▸ Work instructions: Give the data below again, word for word.
***** Input data *****
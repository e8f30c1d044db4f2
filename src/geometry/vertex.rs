//! Point cloud: a vertex list with no connectivity.

use crate::geometry::node_geometry::declare_node_geometry;

declare_node_geometry!(
    /// Unconnected points; every vertex counts as one cell.
    VertexGeom,
    crate::geometry::topology::VERTEX
);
*****
▸ Response box:
repository e8f30c1d044db4f2
filename src/geometry/vertex.rs
//! Point cloud: a vertex list with no connectivity.

use crate::geometry::node_geometry::declare_node_geometry;

declare_node_geometry!(
    /// Unconnected points; every vertex counts as one cell.
    VertexGeom,
    crate::geometry::topology::VERTEX
);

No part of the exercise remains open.